### PROBLEM TO SOLVE
In the entries that follow, find the word "GameState" and report each line it is on.

== TASK INPUT ==

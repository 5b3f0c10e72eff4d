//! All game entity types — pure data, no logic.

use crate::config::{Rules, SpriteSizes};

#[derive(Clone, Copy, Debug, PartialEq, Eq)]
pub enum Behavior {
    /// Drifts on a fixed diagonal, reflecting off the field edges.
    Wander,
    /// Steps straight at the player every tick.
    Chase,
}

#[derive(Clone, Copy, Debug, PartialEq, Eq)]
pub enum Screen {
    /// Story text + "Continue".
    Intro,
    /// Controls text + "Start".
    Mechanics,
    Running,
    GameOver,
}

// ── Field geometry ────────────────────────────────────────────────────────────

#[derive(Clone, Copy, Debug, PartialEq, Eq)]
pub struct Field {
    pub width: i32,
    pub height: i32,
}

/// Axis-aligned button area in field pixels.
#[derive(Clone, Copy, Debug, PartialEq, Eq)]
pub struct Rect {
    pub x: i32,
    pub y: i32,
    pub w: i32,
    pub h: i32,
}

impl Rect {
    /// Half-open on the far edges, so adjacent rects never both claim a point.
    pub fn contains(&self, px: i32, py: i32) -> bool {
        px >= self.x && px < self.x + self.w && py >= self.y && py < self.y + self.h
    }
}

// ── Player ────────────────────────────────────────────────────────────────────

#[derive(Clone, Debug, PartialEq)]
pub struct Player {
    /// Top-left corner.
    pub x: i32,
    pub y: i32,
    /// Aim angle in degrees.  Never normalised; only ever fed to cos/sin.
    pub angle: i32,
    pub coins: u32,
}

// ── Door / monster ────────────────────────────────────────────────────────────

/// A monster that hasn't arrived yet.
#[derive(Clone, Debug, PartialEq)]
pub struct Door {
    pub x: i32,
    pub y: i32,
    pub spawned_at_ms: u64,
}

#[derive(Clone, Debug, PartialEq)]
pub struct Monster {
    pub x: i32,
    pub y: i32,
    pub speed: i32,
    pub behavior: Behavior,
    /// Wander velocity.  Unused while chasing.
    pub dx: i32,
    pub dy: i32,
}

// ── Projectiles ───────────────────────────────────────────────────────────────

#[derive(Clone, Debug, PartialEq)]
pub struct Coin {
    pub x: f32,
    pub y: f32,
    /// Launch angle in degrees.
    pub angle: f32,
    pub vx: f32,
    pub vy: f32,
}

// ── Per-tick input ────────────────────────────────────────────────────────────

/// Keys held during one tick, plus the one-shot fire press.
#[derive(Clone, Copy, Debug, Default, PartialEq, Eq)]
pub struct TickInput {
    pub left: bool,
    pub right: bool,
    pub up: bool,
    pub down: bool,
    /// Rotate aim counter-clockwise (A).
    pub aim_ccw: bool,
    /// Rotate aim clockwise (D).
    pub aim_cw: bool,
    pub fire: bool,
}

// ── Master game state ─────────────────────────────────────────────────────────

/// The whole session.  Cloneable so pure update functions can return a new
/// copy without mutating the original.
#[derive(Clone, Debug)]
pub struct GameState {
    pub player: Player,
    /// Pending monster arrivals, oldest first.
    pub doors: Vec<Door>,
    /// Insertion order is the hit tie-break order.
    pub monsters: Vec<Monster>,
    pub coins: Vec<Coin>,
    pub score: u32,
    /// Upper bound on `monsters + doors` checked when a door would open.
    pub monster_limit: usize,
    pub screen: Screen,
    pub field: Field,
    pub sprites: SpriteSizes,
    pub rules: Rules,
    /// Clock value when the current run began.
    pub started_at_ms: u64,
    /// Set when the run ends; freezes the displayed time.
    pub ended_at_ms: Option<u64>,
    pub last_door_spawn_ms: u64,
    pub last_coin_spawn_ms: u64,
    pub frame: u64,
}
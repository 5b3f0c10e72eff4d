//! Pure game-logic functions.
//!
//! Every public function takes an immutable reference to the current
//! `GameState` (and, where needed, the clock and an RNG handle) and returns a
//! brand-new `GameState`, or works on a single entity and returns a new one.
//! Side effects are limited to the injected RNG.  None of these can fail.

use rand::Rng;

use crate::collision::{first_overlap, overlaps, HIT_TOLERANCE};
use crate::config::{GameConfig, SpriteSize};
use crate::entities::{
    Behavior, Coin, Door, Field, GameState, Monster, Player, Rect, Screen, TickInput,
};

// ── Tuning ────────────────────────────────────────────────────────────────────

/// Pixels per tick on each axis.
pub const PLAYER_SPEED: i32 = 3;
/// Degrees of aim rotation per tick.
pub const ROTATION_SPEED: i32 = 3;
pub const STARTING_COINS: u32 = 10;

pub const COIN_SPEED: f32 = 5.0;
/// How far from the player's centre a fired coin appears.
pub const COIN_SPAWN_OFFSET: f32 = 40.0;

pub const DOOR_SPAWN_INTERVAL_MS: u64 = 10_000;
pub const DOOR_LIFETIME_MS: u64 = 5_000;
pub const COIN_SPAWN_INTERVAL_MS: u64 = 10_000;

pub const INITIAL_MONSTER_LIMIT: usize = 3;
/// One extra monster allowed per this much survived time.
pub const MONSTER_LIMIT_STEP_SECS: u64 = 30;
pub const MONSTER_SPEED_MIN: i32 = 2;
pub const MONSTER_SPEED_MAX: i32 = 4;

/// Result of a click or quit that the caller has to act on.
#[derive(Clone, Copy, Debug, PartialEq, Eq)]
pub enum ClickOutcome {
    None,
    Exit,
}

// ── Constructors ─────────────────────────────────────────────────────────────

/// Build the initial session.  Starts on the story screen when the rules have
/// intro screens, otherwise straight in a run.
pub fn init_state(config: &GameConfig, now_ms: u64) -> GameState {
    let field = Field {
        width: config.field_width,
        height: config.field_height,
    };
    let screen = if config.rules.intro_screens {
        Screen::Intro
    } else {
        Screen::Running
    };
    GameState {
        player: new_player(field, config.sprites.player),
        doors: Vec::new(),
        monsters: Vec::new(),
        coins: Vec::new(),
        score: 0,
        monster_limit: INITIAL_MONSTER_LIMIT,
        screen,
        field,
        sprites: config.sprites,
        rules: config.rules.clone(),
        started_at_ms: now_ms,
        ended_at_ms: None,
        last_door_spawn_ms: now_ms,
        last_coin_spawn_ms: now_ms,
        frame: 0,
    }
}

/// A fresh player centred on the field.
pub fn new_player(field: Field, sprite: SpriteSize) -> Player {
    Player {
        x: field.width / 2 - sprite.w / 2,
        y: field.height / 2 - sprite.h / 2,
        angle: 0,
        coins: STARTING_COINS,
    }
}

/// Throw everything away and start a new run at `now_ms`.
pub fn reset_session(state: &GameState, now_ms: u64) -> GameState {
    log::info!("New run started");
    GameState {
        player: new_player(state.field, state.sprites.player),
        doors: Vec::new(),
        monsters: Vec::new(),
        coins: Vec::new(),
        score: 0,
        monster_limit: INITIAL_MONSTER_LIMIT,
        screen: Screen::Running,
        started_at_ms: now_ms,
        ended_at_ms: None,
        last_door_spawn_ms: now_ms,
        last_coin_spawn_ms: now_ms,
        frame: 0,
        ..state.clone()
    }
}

===

### RESPONSE AREA
pub struct GameState {
//! `GameState` (and, where needed, the clock and an RNG handle) and returns a
//! brand-new `GameState`, or works on a single entity and returns a new one.
    Behavior, Coin, Door, Field, GameState, Monster, Player, Rect, Screen, TickInput,
pub fn init_state(config: &GameConfig, now_ms: u64) -> GameState {
    GameState {
pub fn reset_session(state: &GameState, now_ms: u64) -> GameState {
    GameState {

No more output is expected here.